To develop the solution, IBM is adapting technology from the Haifa and Zurich labs. A key contribution from Haifa is a gateway, running on an RS/6000 SP® or PowerPC® workstation. The gateway connects to both a PBX, via ISDN lines, and to the ATM
network. "The gateway will make the ATM network appear to be an ISDN network to the PBX," explains Pnina Vortman of the Haifa lab.
The two labs have also contributed to the network by making it compatible with ITU H.323, an emerging industry standard that applies to both telephony and video transmission, and that has recently been upgraded to support ATM. IBM will provide the middleware for a workstation-based H.323 terminal and an H.323-based gateway. It contains a protocol that makes the audio information stream smoothly through the computer and over the network, an area where the Haifa lab is drawing on its long experience with real-time software.
The Zurich lab, meanwhile, is developing signaling procedures for the campus network. "We're working to make everything you get on a PBX available in a decentralized way over a packet-based ATM network," explains Heusler. In particular, says Harrison, the Zurich team has implemented the signaling part of H.323. "We changed to the H.323 signal standard for Internet telephony," adds Vortman. "This gives the possibility of interoperability with other standard phones."
Open To Competition
While Cornell's telephony plan is effectively a pilot project for new technology, Kleinöder is working on a full-scale system with a rapidly approaching due date. On January 2, 1998, telephone services in the 15 member countries of the European Union (EU) will become open to competition. Several new competitors hope to gain significant market shares from telecommunications monopolies in individual EU countries, by a combination of technology and market strategy.
One participant in the race is o.tel.o, a German company that specializes in data services, mobile communications, cable TV and corporate networks. Now, o.tel.o is preparing to take on Deutsche Telekom, the company that has long had a monopoly on telephone service in Germany. As a small part of a project run by IBM's global telecommunications industry solutions unit, Kleinöder and a Zurich team are working on telecommunications network management for o.tel.o's system. IBM is due to deliver the first version of its technology in early October, a scant three months before the start of serious competition.

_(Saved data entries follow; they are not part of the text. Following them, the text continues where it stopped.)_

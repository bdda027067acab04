//! Fixed-topology feed-forward scoring engine (6 -> 16 -> 4).
//!
//! Weights are drawn once from a uniform distribution over [-0.5, 0.5] with
//! zero biases and are never trained. Two engines built from different random
//! draws generally disagree; a single engine always returns the same output for
//! the same input.

use rand::rngs::StdRng;
use rand::{Rng, SeedableRng};

use super::types::{FeatureVector, HIDDEN_SIZE, INPUT_SIZE, OUTPUT_SIZE};
use crate::error::{Error, Result};

const WEIGHT_RANGE: f64 = 0.5;

/// Dense-layer parameters. Rows are the receiving unit, columns the input.
#[derive(Debug, Clone, PartialEq)]
pub struct Weights {
    pub hidden: [[f64; INPUT_SIZE]; HIDDEN_SIZE],
    pub hidden_bias: [f64; HIDDEN_SIZE],
    pub output: [[f64; HIDDEN_SIZE]; OUTPUT_SIZE],
    pub output_bias: [f64; OUTPUT_SIZE],
}

impl Weights {
    /// Samples every weight from U(-0.5, 0.5); biases start at zero.
    pub fn random<R: Rng>(rng: &mut R) -> Self {
        let mut hidden = [[0.0; INPUT_SIZE]; HIDDEN_SIZE];
        for row in hidden.iter_mut() {
            for w in row.iter_mut() {
                *w = rng.gen_range(-WEIGHT_RANGE..=WEIGHT_RANGE);
            }
        }

        let mut output = [[0.0; HIDDEN_SIZE]; OUTPUT_SIZE];
        for row in output.iter_mut() {
            for w in row.iter_mut() {
                *w = rng.gen_range(-WEIGHT_RANGE..=WEIGHT_RANGE);
            }
        }

        Self {
            hidden,
            hidden_bias: [0.0; HIDDEN_SIZE],
            output,
            output_bias: [0.0; OUTPUT_SIZE],
        }
    }
}

fn relu(x: f64) -> f64 {
    x.max(0.0)
}

fn sigmoid(x: f64) -> f64 {
    1.0 / (1.0 + (-x).exp())
}

fn copy_layer<const R: usize, const C: usize>(
    layer: &'static str,
    rows: &[Vec<f64>],
) -> Result<[[f64; C]; R]> {
    let shape_error = |cols: usize| Error::WeightShape {
        layer,
        rows: rows.len(),
        cols,
        expected_rows: R,
        expected_cols: C,
    };

    if rows.len() != R {
        return Err(shape_error(rows.first().map_or(0, Vec::len)));
    }

    let mut out = [[0.0; C]; R];
    for (dst, src) in out.iter_mut().zip(rows) {
        if src.len() != C {
            return Err(shape_error(src.len()));
        }
        dst.copy_from_slice(src);
    }
    Ok(out)
}

fn copy_bias<const N: usize>(layer: &'static str, bias: &[f64]) -> Result<[f64; N]> {
    bias.try_into().map_err(|_| Error::WeightShape {
        layer,
        rows: 1,
        cols: bias.len(),
        expected_rows: 1,
        expected_cols: N,
    })
}

#[derive(Debug, Clone)]
pub struct ScoringEngine {
    weights: Weights,
}

impl ScoringEngine {
    /// Builds an engine from operating-system entropy.
    pub fn new() -> Self {
        Self::from_rng(&mut StdRng::from_entropy())
    }

    /// Builds an engine whose weights are reproducible from `seed`.
    pub fn seeded(seed: u64) -> Self {
        Self::from_rng(&mut StdRng::seed_from_u64(seed))
    }

    pub fn from_rng<R: Rng>(rng: &mut R) -> Self {
        Self {
            weights: Weights::random(rng),
        }
    }

    pub fn from_weights(weights: Weights) -> Self {
        Self { weights }
    }

    /// Builds an engine from dynamically sized matrices, checking every shape.
    pub fn from_layers(
        hidden: &[Vec<f64>],
        hidden_bias: &[f64],
        output: &[Vec<f64>],
        output_bias: &[f64],
    ) -> Result<Self> {
        Ok(Self::from_weights(Weights {
            hidden: copy_layer::<HIDDEN_SIZE, INPUT_SIZE>("hidden", hidden)?,
            hidden_bias: copy_bias::<HIDDEN_SIZE>("hidden_bias", hidden_bias)?,
            output: copy_layer::<OUTPUT_SIZE, HIDDEN_SIZE>("output", output)?,
            output_bias: copy_bias::<OUTPUT_SIZE>("output_bias", output_bias)?,
        }))
    }

    pub fn weights(&self) -> &Weights {
        &self.weights
    }

    /// Runs one forward pass: ReLU hidden layer, sigmoid per output unit.
    pub fn forward(&self, input: &FeatureVector) -> [f64; OUTPUT_SIZE] {
        let w = &self.weights;

        let mut hidden = [0.0; HIDDEN_SIZE];
        for (h, (row, bias)) in hidden.iter_mut().zip(w.hidden.iter().zip(&w.hidden_bias)) {
            let z: f64 = row.iter().zip(input).map(|(a, b)| a * b).sum::<f64>() + bias;
            *h = relu(z);
        }

        let mut out = [0.0; OUTPUT_SIZE];
        for (o, (row, bias)) in out.iter_mut().zip(w.output.iter().zip(&w.output_bias)) {
            let z: f64 = row.iter().zip(&hidden).map(|(a, b)| a * b).sum::<f64>() + bias;
            *o = sigmoid(z);
        }
        out
    }
}

impl Default for ScoringEngine {
    fn default() -> Self {
        Self::new()
    }
}
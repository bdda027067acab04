//! Fixed content-safety configuration sent with every generation request.

use serde::Serialize;

#[derive(Debug, Clone, Copy, PartialEq, Eq, Serialize)]
pub enum HarmCategory {
    #[serde(rename = "HARM_CATEGORY_HARASSMENT")]
    Harassment,
    #[serde(rename = "HARM_CATEGORY_HATE_SPEECH")]
    HateSpeech,
    #[serde(rename = "HARM_CATEGORY_SEXUALLY_EXPLICIT")]
    SexuallyExplicit,
    #[serde(rename = "HARM_CATEGORY_DANGEROUS_CONTENT")]
    DangerousContent,
}

#[derive(Debug, Clone, Copy, PartialEq, Eq, Serialize)]
#[serde(rename_all = "SCREAMING_SNAKE_CASE")]
pub enum BlockThreshold {
    BlockMediumAndAbove,
}

#[derive(Debug, Clone, Copy, PartialEq, Eq, Serialize)]
pub struct SafetySetting {
    pub category: HarmCategory,
    pub threshold: BlockThreshold,
}

/// Every harm category blocked at medium probability and above.
pub const SAFETY_SETTINGS: [SafetySetting; 4] = [
    SafetySetting {
        category: HarmCategory::Harassment,
        threshold: BlockThreshold::BlockMediumAndAbove,
    },
    SafetySetting {
        category: HarmCategory::HateSpeech,
        threshold: BlockThreshold::BlockMediumAndAbove,
    },
    SafetySetting {
        category: HarmCategory::SexuallyExplicit,
        threshold: BlockThreshold::BlockMediumAndAbove,
    },
    SafetySetting {
        category: HarmCategory::DangerousContent,
        threshold: BlockThreshold::BlockMediumAndAbove,
    },
];

#[cfg(test)]
mod tests {
    use super::*;

    #[test]
    fn test_serialized_names() {
        let json = serde_json::to_value(SAFETY_SETTINGS[1]).unwrap();
        assert_eq!(json["category"], "HARM_CATEGORY_HATE_SPEECH");
        assert_eq!(json["threshold"], "BLOCK_MEDIUM_AND_ABOVE");
    }
}
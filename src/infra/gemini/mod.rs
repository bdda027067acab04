//! Gemini generative-text client.

mod client;
pub mod safety;

pub use client::{DEFAULT_BASE_URL, DEFAULT_MODEL, GeminiClient, parse_response};
pub use safety::SAFETY_SETTINGS;
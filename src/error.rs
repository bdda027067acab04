//! Error types for the delay-intelligence core.

use thiserror::Error;

/// Result alias used throughout the library.
pub type Result<T> = std::result::Result<T, Error>;

#[derive(Error, Debug)]
pub enum Error {
    /// No identity was supplied for an operation that needs one.
    #[error("not authenticated")]
    NotAuthenticated,

    /// The caller tried to delete a report they did not submit.
    #[error("report {report_id} belongs to another user")]
    NotOwner { report_id: String },

    #[error("report not found: {0}")]
    ReportNotFound(String),

    #[error("invalid vote direction: {0}")]
    InvalidVote(String),

    #[error("invalid severity: {0}")]
    InvalidSeverity(String),

    /// Injected engine weights do not match the 6-16-4 topology.
    #[error("weight matrix `{layer}` has shape {rows}x{cols}, expected {expected_rows}x{expected_cols}")]
    WeightShape {
        layer: &'static str,
        rows: usize,
        cols: usize,
        expected_rows: usize,
        expected_cols: usize,
    },

    /// Any failure of the external text-generation call, flattened to one message.
    #[error("{0}")]
    Advisory(String),

    #[error("report store error: {0}")]
    Store(String),

    #[error("configuration error: {0}")]
    Config(String),

    #[error("background task failed: {0}")]
    Task(#[from] tokio::task::JoinError),

    #[error("IO error: {0}")]
    Io(#[from] std::io::Error),

    #[error("JSON error: {0}")]
    Json(#[from] serde_json::Error),

    #[error("request failed with status {status}: {body}")]
    HttpStatus { status: u16, body: String },

    #[error("HTTP error: {0}")]
    Http(#[from] reqwest::Error),
}
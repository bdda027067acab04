use async_trait::async_trait;
use reqwest::{Method, Request, Url};
use serde_json::Value;
use tracing::debug;

use crate::error::{Error, Result};
use crate::fetch::{BasicClient, HttpClient, send_for_text};
use crate::services::AreaNameLookup;

pub const DEFAULT_BASE_URL: &str = "https://nominatim.openstreetmap.org";

/// Reverse geocoder using the Nominatim `/reverse` endpoint.
pub struct NominatimClient<C = BasicClient> {
    http: C,
    endpoint: Url,
}

impl NominatimClient {
    pub fn new(base_url: &str) -> Result<Self> {
        Self::with_client(BasicClient::new()?, base_url)
    }
}

impl<C: HttpClient> NominatimClient<C> {
    pub fn with_client(http: C, base_url: &str) -> Result<Self> {
        let raw = format!("{}/reverse", base_url.trim_end_matches('/'));
        let endpoint =
            Url::parse(&raw).map_err(|e| Error::Config(format!("invalid geocoder URL '{raw}': {e}")))?;
        Ok(Self { http, endpoint })
    }

    fn build_request(&self, latitude: f64, longitude: f64) -> Request {
        let mut url = self.endpoint.clone();
        url.query_pairs_mut()
            .append_pair("format", "jsonv2")
            .append_pair("zoom", "14")
            .append_pair("lat", &latitude.to_string())
            .append_pair("lon", &longitude.to_string());
        Request::new(Method::GET, url)
    }

    async fn lookup(&self, latitude: f64, longitude: f64) -> Result<Option<String>> {
        let body = send_for_text(&self.http, self.build_request(latitude, longitude)).await?;
        Ok(parse_area_name(&serde_json::from_str(&body)?))
    }
}

/// Prefers a short "neighbourhood, city" name and falls back to the full
/// `display_name`.
pub fn parse_area_name(json: &Value) -> Option<String> {
    let address = &json["address"];
    let local = ["neighbourhood", "suburb", "quarter"]
        .iter()
        .find_map(|key| address[*key].as_str());
    let city = ["city", "town", "village"]
        .iter()
        .find_map(|key| address[*key].as_str());

    match (local, city) {
        (Some(local), Some(city)) => Some(format!("{local}, {city}")),
        (None, Some(city)) => Some(city.to_string()),
        _ => json["display_name"].as_str().map(str::to_string),
    }
}

#[async_trait]
impl<C: HttpClient> AreaNameLookup for NominatimClient<C> {
    async fn area_name(&self, latitude: f64, longitude: f64) -> Option<String> {
        match self.lookup(latitude, longitude).await {
            Ok(name) => name,
            Err(e) => {
                debug!(latitude, longitude, error = %e, "Area name lookup failed");
                None
            }
        }
    }
}
pub mod advisory;
pub mod config;
pub mod error;
pub mod fetch;
pub mod infra;
pub mod output;
pub mod reports;
pub mod scoring;
pub mod services;

pub use error::{Error, Result};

"We will use several SP machines to manage the system," says Kleinöder. "This is the largest system ever based on IBM telecommunications management technology." The technology enables operators to manage devices for voice, X25, frame relay and ATM networks from different vendors. Zurich has focused on toolkits to develop "agents" that interface with various types of telecommunications equipment.
However, Zurich lacked experience with customers' real-world problems. "What we had was the technology," explains Kleinöder. "We hadn't developed the solutions." Now, the collaboration with o.tel.o gives IBM and the Zurich lab the opportunity to convert its basic research into a real solution - a solution
focused on one of the most competitive markets in the "commputing" arena.